EXERCISE: Using the material that follows, output exactly the lines from the one containing "with the same" through the one containing "pub const MIN_CANONICAL_POINTS: usize = 4;", with both ends kept.

=== Section Start ===

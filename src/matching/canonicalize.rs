// SPDX-License-Identifier: Apache-2.0
// Copyright (c) 2025 Polyframe Inc.

//! Re-express a shell in its principal-axis frame
//!
//! The pivot moves to the vertex centroid and the local axes rotate onto the
//! principal axes while every vertex keeps its world position. Duplicates that
//! had their rotation frozen into the vertices end up with the same
//! object-space coordinates.

use crate::error::{SceneError, SceneResult};
use crate::geometry::pca::{self, PrincipalAxes};
use crate::scene::{NodeId, SceneGraph, Space};
use nalgebra::{Matrix3, Matrix4, Vector3};
use tracing::debug;

/// Fewer vertices than this leaves the frame untouched
pub const MIN_CANONICAL_POINTS: usize = 4;

/// Relative eigenvalue gap under which two principal axes are interchangeable
const DEGENERATE_RATIO: f64 = 1e-3;

#[derive(Debug, Clone, PartialEq)]
pub enum CanonicalOutcome {
    /// New world matrix of the transform
    Applied(Matrix4<f64>),
    Skipped(SkipReason),
}

#[derive(Debug, Clone, Copy, PartialEq, Eq)]
pub enum SkipReason {
    /// Shape is shared; moving its vertices would move the other instances
    Instanced,
    TooFewPoints,
    NoEigenBasis,
}

pub struct TransformCanonicalizer;

impl TransformCanonicalizer {
    pub fn canonicalize<S: SceneGraph + ?Sized>(scene: &mut S, node: NodeId) -> SceneResult<CanonicalOutcome> {
        if !scene.exists(node) {
            return Err(SceneError::StaleReference(node));
        }
        if !scene.has_renderable_shape(node) {
            return Err(SceneError::NoGeometry(node));
        }
        if scene.is_instanced(node)? {
            return Ok(CanonicalOutcome::Skipped(SkipReason::Instanced));
        }

        let world_points = scene.points(node, Space::World)?;
        if world_points.len() < MIN_CANONICAL_POINTS {
            debug!(%node, stage = "canonicalize", points = world_points.len(), "too few points");
            return Ok(CanonicalOutcome::Skipped(SkipReason::TooFewPoints));
        }
        let Some(axes) = PrincipalAxes::compute(&world_points) else {
            return Ok(CanonicalOutcome::Skipped(SkipReason::NoEigenBasis));
        };

        let reference = pca::rotation_part(&scene.world_matrix(node)?);
        let rotation = canonical_rotation(&axes, &reference);
        let frame = pca::rigid_matrix(&rotation, &axes.centroid.coords);

        // Children must not follow the pivot
        let children = scene.children(node)?;
        let child_worlds = children
            .iter()
            .map(|&child| scene.world_matrix(child))
            .collect::<SceneResult<Vec<_>>>()?;

        scene.set_world_matrix(node, frame)?;
        scene.set_points(node, &world_points, Space::World)?;
        for (child, world) in children.into_iter().zip(child_worlds) {
            scene.set_world_matrix(child, world)?;
        }

        Ok(CanonicalOutcome::Applied(frame))
    }
}

/// Right-handed principal frame, disambiguated against `reference`.
///
/// Axis signs follow the reference axis they are most aligned with. Inside a
/// degenerate eigenspace the in-plane axis is the projection of the reference
/// axis most orthogonal to the well-defined one; a fully isotropic shape keeps
/// the reference frame.
pub fn canonical_rotation(axes: &PrincipalAxes, reference: &Matrix3<f64>) -> Matrix3<f64> {
    let refs = [
        reference.column(0).into_owned(),
        reference.column(1).into_owned(),
        reference.column(2).into_owned(),
    ];

    match (
        axes.major_pair_degenerate(DEGENERATE_RATIO),
        axes.minor_pair_degenerate(DEGENERATE_RATIO),
    ) {
        (true, true) => *reference,
        (true, false) => {
            let z = align_sign(&axes.axes[2], &refs);
            let x = in_plane(&z, &refs);
            Matrix3::from_columns(&[x, z.cross(&x), z])
        }
        (false, true) => {
            let x = align_sign(&axes.axes[0], &refs);
            let y = in_plane(&x, &refs);
            Matrix3::from_columns(&[x, y, x.cross(&y)])
        }
        (false, false) => {
            let x = align_sign(&axes.axes[0], &refs);
            let y = align_sign(&axes.axes[1], &refs);
            Matrix3::from_columns(&[x, y, x.cross(&y)])
        }
    }
}

fn align_sign(axis: &Vector3<f64>, refs: &[Vector3<f64>; 3]) -> Vector3<f64> {
    let mut best = 0;
    for k in 1..3 {
        if axis.dot(&refs[k]).abs() > axis.dot(&refs[best]).abs() {
            best = k;
        }
    }
    if axis.dot(&refs[best]) < 0.0 {
        -axis
    } else {
        *axis
    }
}

fn in_plane(normal: &Vector3<f64>, refs: &[Vector3<f64>; 3]) -> Vector3<f64> {
    let mut best = 0;
    for k in 1..3 {
        if normal.dot(&refs[k]).abs() < normal.dot(&refs[best]).abs() {
            best = k;
        }
    }
    let projected = refs[best] - normal * normal.dot(&refs[best]);
    projected.normalize()
}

=== Section End ===

ANSWER AREA:
//! had their rotation frozen into the vertices end up with the same
//! object-space coordinates.

use crate::error::{SceneError, SceneResult};
use crate::geometry::pca::{self, PrincipalAxes};
use crate::scene::{NodeId, SceneGraph, Space};
use nalgebra::{Matrix3, Matrix4, Vector3};
use tracing::debug;

/// Fewer vertices than this leaves the frame untouched
pub const MIN_CANONICAL_POINTS: usize = 4;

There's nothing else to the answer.